第17話:ど変態レナセール

「……ベルク様、怖いです。本当に大丈夫なんでしょうか」

「B級ポーションも状態回復薬もある。心配しないでいい」


 研究兼室実験室、椅子に座った俺の前で、レナセールが短剣を構えている。

 怯えて震えて、今にも倒れこんできそうでちょっと怖い。


 俺は、献血するかのように腕を差し出した。


 レナセールが持っている短剣には、錬金を繰り返して精製した麻痺液を塗っている。

 色々考えた結果、武器に属性を付与するのではなく、その都度、一つの短剣で複数を使えるようにしようと考えたのだ。


 まずは実験である。


 いきなり魔物と戦うほど俺は大胆じゃない。

 効果、効力、効き目や秒数を数える。


 レナセールの金髪は長くて綺麗だ。

 今は後ろ出に縛っており、いつもより大人びて見える。


 膝をつくと、切っ先をゆっくりと見据えながらちょっとだけ傷をつける。


「レナセール、もっとだ」

「え、で、でも!?」

「敵に攻撃を仕掛ける量と同じくらいじゃないと意味がない」

「……はい」


 覚悟を決めたレナセールが、グググッと俺の腕に傷をつけた。

 血は菌があり危険だと伝えている。
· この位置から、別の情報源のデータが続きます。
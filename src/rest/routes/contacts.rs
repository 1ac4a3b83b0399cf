// rest/routes/contacts.rs — CRM contact endpoints.

use axum::{
    extract::{Path, Query, State},
    Extension, Json,
};
use serde::Deserialize;
use serde_json::{json, Value};

use super::{bad_request, internal_error, not_found, ApiError};
use crate::crm::{self, ContactUpsert};
use crate::storage::TenantRow;
use crate::AppContext;

#[derive(Deserialize)]
pub struct CreateContactRequest {
    pub name: Option<String>,
    pub email: Option<String>,
    pub phone: Option<String>,
    pub vehicle: Option<String>,
    pub notes: Option<String>,
    pub source: Option<String>,
}

/// POST /api/v1/contacts — upsert, not blind insert: an existing contact
/// with the same email or phone is filled in rather than duplicated.
pub async fn create_contact(
    State(ctx): State<AppContext>,
    Extension(tenant): Extension<TenantRow>,
    Json(body): Json<CreateContactRequest>,
) -> Result<Json<Value>, ApiError> {
    let source = body.source.as_deref().unwrap_or("manual");
    if !crm::is_valid_source(source) {
        return Err(bad_request(format!("unknown source '{source}'")));
    }
    let has_identity = body.name.is_some() || body.email.is_some() || body.phone.is_some();
    if !has_identity {
        return Err(bad_request("at least one of name, email, phone is required"));
    }

    let fields = ContactUpsert {
        name: body.name.as_deref(),
        email: body.email.as_deref(),
        phone: body.phone.as_deref(),
        vehicle: body.vehicle.as_deref(),
        notes: body.notes.as_deref(),
    };
    let (contact, created) = crm::upsert_contact(&ctx.storage, &tenant.id, source, fields)
        .await
        .map_err(internal_error)?;
    if created {
        ctx.broadcaster.broadcast(
            &tenant.id,
            "contact.created",
            json!({ "contact_id": contact.id }),
        );
    }
    Ok(Json(json!({ "contact": contact, "created": created })))
}

#[derive(Deserialize)]
pub struct ListContactsQuery {
    pub stage: Option<String>,
    pub source: Option<String>,
    pub limit: Option<i64>,
}

pub async fn list_contacts(
    State(ctx): State<AppContext>,
    Extension(tenant): Extension<TenantRow>,
    Query(q): Query<ListContactsQuery>,
) -> Result<Json<Value>, ApiError> {
    if let Some(ref stage) = q.stage {
        if !crm::is_valid_stage(stage) {
            return Err(bad_request(format!("unknown stage '{stage}'")));
        }
    }
    let contacts = ctx
        .storage
        .list_contacts(
            &tenant.id,
            q.stage.as_deref(),
            q.source.as_deref(),
            q.limit.unwrap_or(100).clamp(1, 500),
        )
        .await
        .map_err(internal_error)?;
    Ok(Json(json!({ "contacts": contacts })))
}

pub async fn get_contact(
    State(ctx): State<AppContext>,
    Extension(tenant): Extension<TenantRow>,
    Path(id): Path<String>,
) -> Result<Json<Value>, ApiError> {
    match ctx
        .storage
        .get_contact(&tenant.id, &id)
        .await
        .map_err(internal_error)?
    {
        Some(contact) => Ok(Json(json!({ "contact": contact }))),
        None => Err(not_found("Contact")),
    }
}

#[derive(Deserialize)]
pub struct UpdateContactRequest {
    pub name: Option<String>,
    pub email: Option<String>,
    pub phone: Option<String>,
    pub vehicle: Option<String>,
    pub stage: Option<String>,
    pub notes: Option<String>,
}

pub async fn update_contact(
    State(ctx): State<AppContext>,
    Extension(tenant): Extension<TenantRow>,
    Path(id): Path<String>,
    Json(body): Json<UpdateContactRequest>,
) -> Result<Json<Value>, ApiError> {
    if let Some(ref stage) = body.stage {
        if !crm::is_valid_stage(stage) {
            return Err(bad_request(format!("unknown stage '{stage}'")));
        }
    }

    let updated = ctx
        .storage
        .update_contact(
            &tenant.id,
            &id,
            body.name.as_deref(),
            body.email.as_deref(),
            body.phone.as_deref(),
            body.vehicle.as_deref(),
            body.stage.as_deref(),
            body.notes.as_deref(),
        )
        .await
        .map_err(internal_error)?;
    if !updated {
        return Err(not_found("Contact"));
    }

    let contact = ctx
        .storage
        .get_contact(&tenant.id, &id)
        .await
        .map_err(internal_error)?
        .ok_or_else(|| not_found("Contact"))?;
    ctx.broadcaster.broadcast(
        &tenant.id,
        "contact.updated",
        json!({ "contact_id": contact.id, "stage": contact.stage }),
    );
    Ok(Json(json!({ "contact": contact })))
}
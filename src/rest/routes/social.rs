// rest/routes/social.rs — the Meta OAuth connect entry point.

use axum::{extract::State, Extension, Json};
use serde_json::{json, Value};

use super::{bad_request, ApiError};
use crate::social;
use crate::storage::TenantRow;
use crate::AppContext;

/// GET /api/v1/social/connect — the login dialog URL the UI redirects to.
/// The callback lands on /webhooks/instagram/callback with our signed state.
pub async fn connect(
    State(ctx): State<AppContext>,
    Extension(tenant): Extension<TenantRow>,
) -> Result<Json<Value>, ApiError> {
    let (url, _state) = social::authorize_url(&ctx.config.social, &tenant.id)
        .map_err(|e| bad_request(e.to_string()))?;
    Ok(Json(json!({ "url": url })))
}
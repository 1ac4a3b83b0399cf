use serde_json::Value;
use tokio::sync::broadcast;

/// Broadcasts tenant-scoped domain events to all SSE subscribers.
///
/// Events are serialized once as `{ "event", "tenant_id", "payload" }` strings;
/// each subscriber filters on `tenant_id` before forwarding.
#[derive(Clone)]
pub struct EventBroadcaster {
    tx: broadcast::Sender<String>,
}

impl Default for EventBroadcaster {
    fn default() -> Self {
        Self::new()
    }
}

impl EventBroadcaster {
    pub fn new() -> Self {
        let (tx, _) = broadcast::channel(1024);
        Self { tx }
    }

    /// Publish an event for one tenant.
    pub fn broadcast(&self, tenant_id: &str, event: &str, payload: Value) {
        let envelope = serde_json::json!({
            "event": event,
            "tenant_id": tenant_id,
            "payload": payload,
        });
        // Ignore errors — no subscribers is fine
        let _ = self
            .tx
            .send(serde_json::to_string(&envelope).unwrap_or_default());
    }

    /// Subscribe to the raw event stream (all tenants; filter on receipt).
    pub fn subscribe(&self) -> broadcast::Receiver<String> {
        self.tx.subscribe()
    }
}

#[cfg(test)]
mod tests {
    use super::*;

    #[tokio::test]
    async fn broadcast_reaches_subscriber() {
        let b = EventBroadcaster::new();
        let mut rx = b.subscribe();
        b.broadcast("t1", "order.updated", serde_json::json!({ "order_id": "o1" }));

        let raw = rx.recv().await.unwrap();
        let v: Value = serde_json::from_str(&raw).unwrap();
        assert_eq!(v["event"], "order.updated");
        assert_eq!(v["tenant_id"], "t1");
        assert_eq!(v["payload"]["order_id"], "o1");
    }

    #[tokio::test]
    async fn broadcast_without_subscribers_is_silent() {
        let b = EventBroadcaster::new();
        b.broadcast("t1", "noop", Value::Null);
    }
}
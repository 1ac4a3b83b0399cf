// SPDX-License-Identifier: MIT
//! Pricing core — vehicle dimension lookup and quote derivation.
//!
//! Everything in this module is pure and synchronous: the REST layer and the
//! chat prompt builder both call into it, and the integration tests exercise
//! it without a database. The dimension table is compiled in; material
//! prices, labor rate, and margin come from the tenant at call time.

pub mod quote;
pub mod vehicles;

pub use quote::{derive_quote, PanelKind, PanelSelection, QuoteBreakdown, QuoteInput};
pub use vehicles::{match_vehicle, MatchQuality, SqftOptions, VehicleMatch};
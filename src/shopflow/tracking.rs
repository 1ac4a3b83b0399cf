//! Shipment tracking: a typed client for the carrier aggregator plus the
//! poller that replaces per-browser refresh loops. One poll per active
//! tracking number; new events are inserted idempotently and a change in
//! headline status or ETA goes out over SSE.

use anyhow::{bail, Result};
use serde::Deserialize;
use serde_json::json;
use tracing::{info, warn};

use crate::config::TrackingConfig;
use crate::AppContext;

/// How much of a carrier error body makes it into our error chain.
const BODY_EXCERPT: usize = 200;

#[derive(Debug, Deserialize)]
pub struct TrackingInfo {
    pub status: String,
    #[serde(default)]
    pub eta: Option<String>,
    #[serde(default)]
    pub events: Vec<TrackingApiEvent>,
}

#[derive(Debug, Deserialize)]
pub struct TrackingApiEvent {
    pub time: String,
    pub status: String,
    #[serde(default)]
    pub description: Option<String>,
    #[serde(default)]
    pub location: Option<String>,
}

/// `GET {base_url}/track/{number}` with a bearer key.
pub async fn fetch_tracking(cfg: &TrackingConfig, number: &str) -> Result<TrackingInfo> {
    let client = reqwest::Client::builder()
        .timeout(std::time::Duration::from_secs(15))
        .build()?;
    let resp = client
        .get(format!("{}/track/{number}", cfg.base_url))
        .bearer_auth(&cfg.api_key)
        .send()
        .await?;
    let status = resp.status();
    let body = resp.text().await.unwrap_or_default();
    if !status.is_success() {
        let end = body
            .char_indices()
            .nth(BODY_EXCERPT)
            .map(|(i, _)| i)
            .unwrap_or(body.len());
        bail!(
            "tracking lookup failed ({}): {}",
            status.as_u16(),
            &body[..end]
        );
    }
    Ok(serde_json::from_str(&body)?)
}

/// Poller: refreshes every active tracking number on an interval
/// (hot-reloadable). Does nothing until a tracking API key is configured.
pub async fn run_tracking_poller(ctx: AppContext) {
    loop {
        let secs = ctx.hot_config.read().await.tracking_poll_secs.max(10);
        tokio::time::sleep(tokio::time::Duration::from_secs(secs)).await;

        if ctx.config.tracking.api_key.is_empty() {
            continue;
        }
        match poll_tracked_orders(&ctx).await {
            Ok(n) if n > 0 => info!("Tracking updated for {n} orders"),
            Ok(_) => {}
            Err(e) => warn!("Tracking poller error: {e}"),
        }
    }
}

/// One poller pass over every order with a live shipment. A carrier error
/// on one order doesn't stop the rest.
pub async fn poll_tracked_orders(ctx: &AppContext) -> Result<u64> {
    let orders = ctx.storage.list_orders_with_tracking().await?;
    let mut updated = 0;
    for order in orders {
        let Some(ref number) = order.tracking_number else {
            continue;
        };
        if order.tracking_status.as_deref() == Some("delivered") {
            continue;
        }
        ctx.metrics.inc_tracking_polls();
        let info = match fetch_tracking(&ctx.config.tracking, number).await {
            Ok(info) => info,
            Err(e) => {
                warn!(order_id = %order.id, "tracking fetch failed: {e:#}");
                continue;
            }
        };

        let mut new_events = 0;
        for ev in &info.events {
            let description = ev.description.as_deref().unwrap_or(&ev.status);
            let inserted = ctx
                .storage
                .insert_tracking_event(
                    &order.id,
                    &ev.status,
                    description,
                    ev.location.as_deref(),
                    &ev.time,
                )
                .await?;
            if inserted {
                new_events += 1;
            }
        }

        let status_changed = order.tracking_status.as_deref() != Some(info.status.as_str());
        let eta_changed = order.tracking_eta != info.eta;
        if status_changed || eta_changed {
            ctx.storage
                .update_order_tracking_state(&order.id, &info.status, info.eta.as_deref())
                .await?;
        }
        if status_changed || eta_changed || new_events > 0 {
            ctx.broadcaster.broadcast(
                &order.tenant_id,
                "tracking.updated",
                json!({
                    "order_id": order.id,
                    "status": info.status,
                    "eta": info.eta,
                    "new_events": new_events,
                }),
            );
            updated += 1;
        }
    }
    Ok(updated)
}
急いで彼女は、短剣を金属トレーに乗せる。


「ベルク様、どうでしょうか?」

「今のところ……いや、少しだけ痺れてきたな」


 赤い血が滴り落ちると共に、ビリビリと電気が走っていく。

 やがてビリビリが手の平まで及び、指先の感覚までも薄れていった。


 試しに持っていた棒が、パタリと地面に落ちる。

 これなら相手が武器を持っていてもつかめなくなるだろう。


 だがそのとき、レナセールが状態回復薬をもちながら叫んだ。


「ベルク様、早くこちらを!」

「まだ大丈夫だ。秒数は数えてるか?」

「……はい」


 それから二十秒後、俺の腕の感覚がなくなり、完全にコントロールを失った。

 だらんと垂れ下がり、そこでようやくレナセールから薬をもらう。


「ベルク様、大丈夫ですか……ああ、ベルク様……」

「このくらいで死なないよ。心配しないでくれ」


 想像以上の効き目だった。

 これならば対人はもちろん、魔物にも役立つだろう。


 傷口がジュクジュク塞がっていくと、レナセールが不安そうな表情を浮かべる。

 それがあまりにも可愛くて、反対の手で頭を撫でた。


「心配性だな。すぐ治るよ」

「……ベルク様のお身体に傷があるだけで、私は怖くてたまりません」


 彼女は俺の欲しい言葉を毎日くれる。

 

 実験は大成功だ。


 毒についても調べたいが回復薬は血まで戻してくれない。


 だがそのとき、レナセールが真っ白い腕を伸ばしてきた。


「次は、私の番です」

「……レナセール」

「私もベルク様のお役に立ちたいのです。お願いします」


 レナセールの事を思い出すと人体実験なんてしたくなかった。

 ただ彼女は頑固だ。


「わかった。だが毒は麻痺と違う。回復しても吐き気や眩暈が続くかもしれないぞ」

「ベルク様がそうならないと考えるだけで、私は嬉しいです」

「まったく」


 そう言いながらも、俺はレナセールを椅子に座らせると、短剣の麻痺液を丁寧に拭きとる。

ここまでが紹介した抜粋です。